• **Prompt**
Filter the data below, keeping only lines that contain "SkillTicket".

• **Exercise inputs**
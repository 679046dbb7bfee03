//! Summon machines end to end: tickets in, companions and skills out.
//!
//! Exercises bundle costs, strict pull ordering for the dupe-vs-new
//! branch, dupe XP merging, and the path from a summoned skill into the
//! player's cached stats.

use gatefall::companions::data::companion_pool;
use gatefall::companions::{AcquireOutcome, CompanionRoster};
use gatefall::core::xp::{total_xp_to_reach, XpKind};
use gatefall::core::GameState;
use gatefall::economy::Currency;
use gatefall::gacha::{summon_companions, summon_skills, SummonBundle};
use gatefall::skills::data::get_skill;
use rand::SeedableRng;
use rand_chacha::ChaCha8Rng;
use std::collections::HashSet;

fn test_rng() -> ChaCha8Rng {
    ChaCha8Rng::seed_from_u64(42)
}

/// Total growth XP banked across all owned companions.
fn roster_growth_xp(roster: &CompanionRoster) -> u64 {
    roster
        .owned
        .iter()
        .map(|c| total_xp_to_reach(XpKind::Growth, c.xp.level) + c.xp.current_xp)
        .sum()
}

// ============================================================================
// 1. Bundles and ticket spend
// ============================================================================

#[test]
fn test_small_bundle_grows_roster_and_ledger() {
    let mut state = GameState::new(0);
    let mut rng = test_rng();
    state.wallet.add(Currency::CompanionTicket, 15);

    let result = summon_companions(
        SummonBundle::Small,
        &mut state.roster,
        &mut state.player,
        &mut state.wallet,
        &mut rng,
    )
    .expect("tickets were available");

    assert_eq!(state.wallet.balance(Currency::CompanionTicket), 0);
    assert_eq!(result.pulls.len(), 15);
    assert!(!state.roster.owned.is_empty());

    // The player ledger banked exactly the per-pull XP grants.
    let granted: u64 = result.pulls.iter().map(|p| p.xp_granted).sum();
    let banked =
        total_xp_to_reach(XpKind::Player, state.player.level()) + state.player.xp.current_xp;
    assert_eq!(banked, granted);
}

#[test]
fn test_ticket_bundles_spend_exactly() {
    let mut state = GameState::new(0);
    let mut rng = test_rng();
    state.wallet.add(Currency::CompanionTicket, 45);

    let large = summon_companions(
        SummonBundle::Large,
        &mut state.roster,
        &mut state.player,
        &mut state.wallet,
        &mut rng,
    )
    .expect("45 tickets cover the large bundle");
    assert_eq!(large.pulls.len(), 35);
    assert_eq!(state.wallet.balance(Currency::CompanionTicket), 15);

    let small = summon_companions(
        SummonBundle::Small,
        &mut state.roster,
        &mut state.player,
        &mut state.wallet,
        &mut rng,
    )
    .expect("15 tickets cover the small bundle");
    assert_eq!(small.pulls.len(), 15);
    assert_eq!(state.wallet.balance(Currency::CompanionTicket), 0);

    let broke = summon_companions(
        SummonBundle::Small,
        &mut state.roster,
        &mut state.player,
        &mut state.wallet,
        &mut rng,
    );
    assert!(broke.is_none());
}

// ============================================================================
// 2. Pull ordering and dupe merging
// ============================================================================

#[test]
fn test_pull_order_decides_new_versus_dupe() {
    let mut state = GameState::new(0);
    let mut rng = test_rng();
    state.wallet.add(Currency::CompanionTicket, 30);

    let result = summon_companions(
        SummonBundle::Large,
        &mut state.roster,
        &mut state.player,
        &mut state.wallet,
        &mut rng,
    )
    .expect("tickets were available");

    // Walking the pulls in order reconstructs the roster: the first
    // sighting of an ID is New, every later one is a Dupe.
    let mut seen: HashSet<String> = HashSet::new();
    for pull in &result.pulls {
        match &pull.outcome {
            AcquireOutcome::New { archetype_id } => {
                assert!(
                    seen.insert(archetype_id.clone()),
                    "{archetype_id} repeated but reported New"
                );
            }
            AcquireOutcome::Dupe {
                archetype_id,
                xp_granted,
                ..
            } => {
                assert!(
                    seen.contains(archetype_id),
                    "{archetype_id} reported Dupe on its first pull"
                );
                assert!(*xp_granted > 0);
            }
        }
    }
    assert_eq!(seen.len(), state.roster.owned.len());
    assert!(
        result.dupe_count() > 0,
        "35 pulls over a 14-entry pool must repeat"
    );
}

#[test]
fn test_full_coverage_turns_pulls_into_dupes() {
    let mut state = GameState::new(0);
    let mut rng = test_rng();
    for archetype in companion_pool() {
        state.roster.acquire(&archetype);
    }
    let owned_before = state.roster.owned.len();
    let growth_before = roster_growth_xp(&state.roster);

    state.wallet.add(Currency::CompanionTicket, 15);
    let result = summon_companions(
        SummonBundle::Small,
        &mut state.roster,
        &mut state.player,
        &mut state.wallet,
        &mut rng,
    )
    .expect("tickets were available");

    assert_eq!(result.new_count(), 0);
    assert_eq!(result.dupe_count(), 15);
    assert_eq!(state.roster.owned.len(), owned_before);
    // Every dupe converted into growth XP on an owned instance.
    assert!(roster_growth_xp(&state.roster) > growth_before);
}

// ============================================================================
// 3. Skill machine
// ============================================================================

#[test]
fn test_skill_machine_mirrors_the_flow() {
    let mut state = GameState::new(0);
    let mut rng = test_rng();
    state.wallet.add(Currency::SkillTicket, 15);

    let result = summon_skills(
        SummonBundle::Small,
        &mut state.skills,
        &mut state.player,
        &mut state.wallet,
        &mut rng,
    )
    .expect("tickets were available");

    assert_eq!(state.wallet.balance(Currency::SkillTicket), 0);
    assert_eq!(result.pulls.len(), 15);
    assert!(!state.skills.owned.is_empty());

    // Owned IDs stay unique even across dupes.
    let mut ids = HashSet::new();
    for skill in &state.skills.owned {
        assert!(ids.insert(skill.archetype_id.clone()));
    }
}

#[test]
fn test_summoned_skill_equips_into_player_stats() {
    let mut state = GameState::new(0);
    let baseline = state.player.combat_power;

    let grip = get_skill("iron-grip").expect("pool entry");
    state.skills.acquire(&grip);
    assert!(state.equip_skill("iron-grip"));
    assert!(state.player.combat_power > baseline);

    assert!(state.unequip_skill("iron-grip"));
    assert_eq!(state.player.combat_power, baseline);
}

• **Result of the exercise**
    state.wallet.add(Currency::SkillTicket, 15);
    assert_eq!(state.wallet.balance(Currency::SkillTicket), 0);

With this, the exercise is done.